Dry-column Flash Chromatography

Read Padias, p. 174-181 to learn about column chromatography. You might also want to skim the sections that describe some other closely related techniques: flash chromatography, HPLC, and supercritical fluid chromatography.

Dry-column flash chromatography is related to column chromatography, but it differs in many important respects: the experimental apparatus, how we prepare the column, how we load the column, and how we run the column. (Is there anything left?) The dry-column flash method is much faster and more effective than the simple column method, and it is cheaper and safer than (but not as effective as) the widely practiced flash method.

The defining feature of the dry-column flash method is that suction is used to drain the “column” dry between fractions. The following description is adapted from two sources: L. M. Harwood, Aldrichimica Acta, 18, 25 (1985) and J. T. Sharp, I. Gosney, A. G. Rowley, “Practical Organic Chemistry”, Chapman and Hall, 1989, pg. 160-163. It has also been described in A.J. Shusterman, P.G. McDougal, A. Glasfeld, Journal of Chemical Education, 74, 1222 (1997) (DOI 10.1021/ed074p1222).
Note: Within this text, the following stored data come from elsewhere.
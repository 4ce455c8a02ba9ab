pub mod proposal;

pub use proposal::*;

use shared_types::Hash;

/// Where a proposal currently lives.
#[derive(Clone, Copy, Debug, PartialEq, Eq, serde::Serialize)]
pub enum ProposalState {
    /// Created, voting open or not yet started.
    Active,
    /// Voting closed, waiting for its apply height.
    Frozen,
}

/// Ledger key layout.
pub mod keys {
    use super::*;

    pub const PARAMS: &[u8] = b"params";
    pub const ACTIVE: u8 = b'a';
    pub const FROZEN: u8 = b'f';

    pub fn active(tx_hash: &Hash) -> Vec<u8> {
        proposal(ACTIVE, tx_hash)
    }

    pub fn frozen(tx_hash: &Hash) -> Vec<u8> {
        proposal(FROZEN, tx_hash)
    }

    fn proposal(prefix: u8, tx_hash: &Hash) -> Vec<u8> {
        let mut key = Vec::with_capacity(33);
        key.push(prefix);
        key.extend_from_slice(tx_hash);
        key
    }
}
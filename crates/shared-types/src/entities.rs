//! # Core Domain Entities
//!
//! ## Clusters
//!
//! - **Identity**: `Address`, `Hash`
//! - **Views**: `ExecMode`
//! - **Accounts**: `Account`

use crate::errors::{AppError, AppResult};
use serde::{Deserialize, Serialize};

/// A 32-byte hash (transaction hash, state hash, app hash).
pub type Hash = [u8; 32];

/// A 20-byte account address (last 20 bytes of keccak256(uncompressed pubkey)).
pub type Address = [u8; 20];

/// Token amount in base units.
pub type Amount = u128;

/// The all-zero address. Never a valid signer.
pub const ZERO_ADDRESS: Address = [0u8; 20];

/// The all-zero hash.
pub const ZERO_HASH: Hash = [0u8; 32];

/// Selects which view of a dual-view ledger an operation targets.
///
/// - `Admission`: the speculative view used by pre-consensus checks. It may be
///   discarded at any time and is reset to the committed state on commit.
/// - `Execution`: the authoritative view mutated during in-block delivery. It
///   becomes the committed state on commit.
#[derive(Clone, Copy, Debug, PartialEq, Eq, Hash, Serialize, Deserialize)]
pub enum ExecMode {
    Admission,
    Execution,
}

impl ExecMode {
    /// Returns true for the authoritative (in-block) view.
    pub fn is_execution(self) -> bool {
        matches!(self, ExecMode::Execution)
    }

    /// Short label for logs.
    pub fn label(self) -> &'static str {
        match self {
            ExecMode::Admission => "admission",
            ExecMode::Execution => "execution",
        }
    }
}

/// An account owned by the account controller.
///
/// Accounts are permanent once created: nothing in the node ever deletes one.
/// The balance is unsigned, so it can never go negative; every debit goes
/// through [`Account::sub_balance`], which fails instead of wrapping.
#[derive(Clone, Debug, Default, PartialEq, Eq, Serialize, Deserialize)]
pub struct Account {
    pub address: Address,
    /// Display name.
    pub name: String,
    /// Document URL attached to the account.
    pub doc_url: String,
    /// Number of transactions admitted from this account.
    pub nonce: u64,
    pub balance: Amount,
    /// Contract code. Stored, never executed here.
    pub code: Option<Vec<u8>>,
}

impl Account {
    /// A fresh zero-balance account.
    pub fn new(address: Address) -> Self {
        Self {
            address,
            ..Default::default()
        }
    }

    /// Builder method to set the balance.
    pub fn with_balance(mut self, balance: Amount) -> Self {
        self.balance = balance;
        self
    }

    /// Builder method to set the nonce.
    pub fn with_nonce(mut self, nonce: u64) -> Self {
        self.nonce = nonce;
        self
    }

    /// Credit `amount`. Fails on overflow and leaves the balance untouched.
    pub fn add_balance(&mut self, amount: Amount) -> AppResult<()> {
        self.balance = self
            .balance
            .checked_add(amount)
            .ok_or(AppError::Overflow("account balance"))?;
        Ok(())
    }

    /// Debit `amount`. Fails when the balance is short and leaves it untouched.
    pub fn sub_balance(&mut self, amount: Amount) -> AppResult<()> {
        if self.balance < amount {
            return Err(AppError::InsufficientFunds {
                required: amount,
                available: self.balance,
            });
        }
        self.balance -= amount;
        Ok(())
    }

    /// Advance the nonce by exactly one.
    pub fn bump_nonce(&mut self) {
        self.nonce += 1;
    }
}

/// Lowercase hex without prefix, for logs and event attributes.
pub fn to_hex(bytes: &[u8]) -> String {
    hex::encode(bytes)
}

/// First four bytes as hex, for compact log lines.
pub fn short_hex(bytes: &[u8]) -> String {
    hex::encode(&bytes[..bytes.len().min(4)])
}
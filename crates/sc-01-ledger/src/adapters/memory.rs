//! # In-Memory Store Adapters
//!
//! `BTreeMap`-backed implementations of the storage ports. Every committed
//! version is kept as a shared immutable map so historical snapshots are
//! cheap to hand out. `with_history` bounds how many versions are retained.

use crate::domain::{state_hash, BatchOperation, LedgerError, LedgerResult};
use crate::ports::{MetaStore, StoreSnapshot, VersionedStore};
use shared_types::Hash;
use std::collections::{BTreeMap, HashMap};
use std::sync::Arc;

type KeySpace = BTreeMap<Vec<u8>, Vec<u8>>;

fn scan(space: &KeySpace, prefix: &[u8]) -> Vec<(Vec<u8>, Vec<u8>)> {
    space
        .range(prefix.to_vec()..)
        .take_while(|(k, _)| k.starts_with(prefix))
        .map(|(k, v)| (k.clone(), v.clone()))
        .collect()
}

fn hash_space(space: &KeySpace) -> Hash {
    state_hash(space.iter().map(|(k, v)| (k.as_slice(), v.as_slice())))
}

/// In-memory versioned store.
pub struct InMemoryVersionedStore {
    name: &'static str,
    working: KeySpace,
    versions: BTreeMap<u64, Arc<KeySpace>>,
    version: u64,
    /// Number of committed versions retained (None = all).
    history: Option<usize>,
    closed: bool,
}

impl InMemoryVersionedStore {
    /// Create an empty store at version 0 that retains every version.
    pub fn new(name: &'static str) -> Self {
        let mut versions = BTreeMap::new();
        versions.insert(0, Arc::new(KeySpace::new()));
        Self {
            name,
            working: KeySpace::new(),
            versions,
            version: 0,
            history: None,
            closed: false,
        }
    }

    /// Create an empty store retaining at most `limit` committed versions.
    pub fn with_history(name: &'static str, limit: usize) -> Self {
        Self {
            history: Some(limit.max(1)),
            ..Self::new(name)
        }
    }

    fn ensure_open(&self) -> LedgerResult<()> {
        if self.closed {
            return Err(LedgerError::Closed(self.name));
        }
        Ok(())
    }

    fn prune(&mut self) {
        if let Some(limit) = self.history {
            while self.versions.len() > limit {
                if let Some(oldest) = self.versions.keys().next().copied() {
                    self.versions.remove(&oldest);
                }
            }
        }
    }
}

impl VersionedStore for InMemoryVersionedStore {
    fn get(&self, key: &[u8]) -> LedgerResult<Option<Vec<u8>>> {
        self.ensure_open()?;
        Ok(self.working.get(key).cloned())
    }

    fn scan_prefix(&self, prefix: &[u8]) -> LedgerResult<Vec<(Vec<u8>, Vec<u8>)>> {
        self.ensure_open()?;
        Ok(scan(&self.working, prefix))
    }

    fn write_batch(&mut self, operations: Vec<BatchOperation>) -> LedgerResult<()> {
        self.ensure_open()?;
        for op in operations {
            match op {
                BatchOperation::Put { key, value } => {
                    self.working.insert(key, value);
                }
                BatchOperation::Delete { key } => {
                    self.working.remove(&key);
                }
            }
        }
        Ok(())
    }

    fn working_hash(&self) -> LedgerResult<Hash> {
        self.ensure_open()?;
        Ok(hash_space(&self.working))
    }

    fn commit(&mut self) -> LedgerResult<(Hash, u64)> {
        self.ensure_open()?;
        let hash = hash_space(&self.working);
        self.version += 1;
        self.versions
            .insert(self.version, Arc::new(self.working.clone()));
        self.prune();
        Ok((hash, self.version))
    }

    fn version(&self) -> u64 {
        self.version
    }

    fn snapshot_at(&self, version: u64) -> LedgerResult<Box<dyn StoreSnapshot>> {
        self.ensure_open()?;
        let space = self
            .versions
            .get(&version)
            .cloned()
            .ok_or(LedgerError::VersionNotFound {
                requested: version,
                latest: self.version,
            })?;
        Ok(Box::new(InMemorySnapshot { version, space }))
    }

    fn close(&mut self) -> LedgerResult<()> {
        self.closed = true;
        Ok(())
    }
}

/// Snapshot of one committed version of an [`InMemoryVersionedStore`].
struct InMemorySnapshot {
    version: u64,
    space: Arc<KeySpace>,
}

impl StoreSnapshot for InMemorySnapshot {
    fn version(&self) -> u64 {
        self.version
    }

    fn get(&self, key: &[u8]) -> LedgerResult<Option<Vec<u8>>> {
        Ok(self.space.get(key).cloned())
    }

    fn scan_prefix(&self, prefix: &[u8]) -> LedgerResult<Vec<(Vec<u8>, Vec<u8>)>> {
        Ok(scan(&self.space, prefix))
    }
}

/// In-memory metadata store for unit tests and devnets.
#[derive(Default)]
pub struct InMemoryMetaStore {
    data: HashMap<Vec<u8>, Vec<u8>>,
}

impl InMemoryMetaStore {
    pub fn new() -> Self {
        Self::default()
    }
}

impl MetaStore for InMemoryMetaStore {
    fn get(&self, key: &[u8]) -> LedgerResult<Option<Vec<u8>>> {
        Ok(self.data.get(key).cloned())
    }

    fn put(&mut self, key: &[u8], value: &[u8]) -> LedgerResult<()> {
        self.data.insert(key.to_vec(), value.to_vec());
        Ok(())
    }
}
Students and teachers who would like to use this technique to separate other mixtures (and use this technique on a different scale) should consult one of these other sources for more general instructions.

Briefly, dry-column flash chromatography requires you to set up a sintered glass funnel as if for a vacuum filtration (see below) and pack dry TLC-grade silica gel into the funnel.

Click on image for larger image
ry_col

The combination of funnel and silica gel is referred to as a “column”. You apply your sample mixture to the top of the column, and pass solvent mixtures of gradually increasing polarity, one at a time, through the column while you apply suction. The solvent is collected in a test tube (located inside the filter flask) and the size of the test tube dictates how much solvent you pass through the column.

The contents of each solvent “fraction” is then analyzed by TLC to determine its contents, and the fraction is worked up as deemed appropriate.